The cement industry in Brazil progresses side by side with sustainability. Conciliating its activities with protection of the environment and its commitment with society was always a priority for the sector. This commitment applies from the extraction of the raw material, with measures to reduce the local environmental impact, to the completion of the productive process, with a reduction of emissions. To comply with these principles, the manufacturing companies have for a long time been making major investments.
The sector undertakes all mining activities in a responsible manner and in full consonance with the environment around it, prioritizing above all the preservation of natural resources.
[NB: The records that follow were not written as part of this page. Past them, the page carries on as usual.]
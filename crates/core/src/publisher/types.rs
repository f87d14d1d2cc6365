//! Outbound notification types.

use chrono::{DateTime, Utc};
use serde::{Deserialize, Serialize};
use uuid::Uuid;

use crate::pass::{PassId, Platform};

/// Announcement that one product file is available.
#[derive(Debug, Clone, PartialEq, Serialize, Deserialize)]
pub struct ProductNotification {
    pub id: Uuid,
    pub topic: String,
    pub pass_id: PassId,
    pub platform: Platform,
    pub platform_name: String,
    pub start_time: DateTime<Utc>,
    #[serde(default, skip_serializing_if = "Option::is_none")]
    pub orbit_number: Option<u32>,
    /// Product-type tag of the producing stage (e.g. "1A", "1B").
    pub product: String,
    /// `file://` URI of the artifact.
    pub uri: String,
    /// Artifact base name.
    pub uid: String,
    pub stage: String,
    pub station: String,
    pub sensor: String,
    pub format: String,
    pub data_type: String,
    pub published_at: DateTime<Utc>,
}
//! Orchestrator API handlers.

use axum::{extract::State, Json};
use modis_runner_core::OrchestratorStatus;
use std::sync::Arc;

use crate::state::AppState;

/// Get orchestrator status
pub async fn get_status(State(state): State<Arc<AppState>>) -> Json<OrchestratorStatus> {
    Json(state.orchestrator().status().await)
}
With this in mind, it implements a series of actions with a view to minimizing the environmental impacts resulting from its operations, such as restoration of areas degraded after a mine is exhausted, stabilization and re-composition of the terrain, revegetation and planting of native species, control of erosion and drainage of rainwater, monitoring the flow, among other actions, always attending to environmental demands and legal requirements.
Climate changes, their causes and consequences, have been the dominating theme on the environmental agenda in recent years. For the cement industry this is also of maximum relevance, since the CO2 emissions are intrinsic to its production process, either through chemical transformation of raw material into cement, or with the burning of fuels used in this transformation.
A series of features of the production process, and of the measures adopted for many years by the cement sector in Brazil, have positioned it among the most effective in control of its emissions, showing the lowest levels of CO2 per ton of cement produced.
The Brazilian cement industry operates a large, modern industrial complex, with high levels of energy efficiency when compared with other countries, resulting in a reduction in the burning of fuel, and consequently liberating less CO².
Cement with additives, made by using bi-products from other processes, and alternative raw materials, have been pioneered in this country for more than 50 years, a practice that is followed today all over the world. The quality of the product is always maintained, within the standards specified by ABNT (Brazilian Association of Technical Standards).
The use of renewable energy continues to be an important factor in the production of cement. This includes the co-processing of residual matter (such as tires, used oil, plastics, paints etc.) and/or the use of biomass (charcoal, rice husks, sugar cane bagasse etc.), which emit less CO² than the traditional fuels. This process, besides providing an environmentally suitable destiny for waste matter from other activities, leads to reduced use of traditional non-renewable fuels, such as petroleum coke, fuel oil and coal.
This favorable position regarding emissions of greenhouse gases, allied to the expectations of higher consumption in coming decades, creates an enormous challenge for the Brazilian cement industry – to satisfy the growing demand for cement in the country, to build the infrastructure necessary to its development, maintaining the industry’s already low specific emissions of CO2, putting it among the most efficient in the world.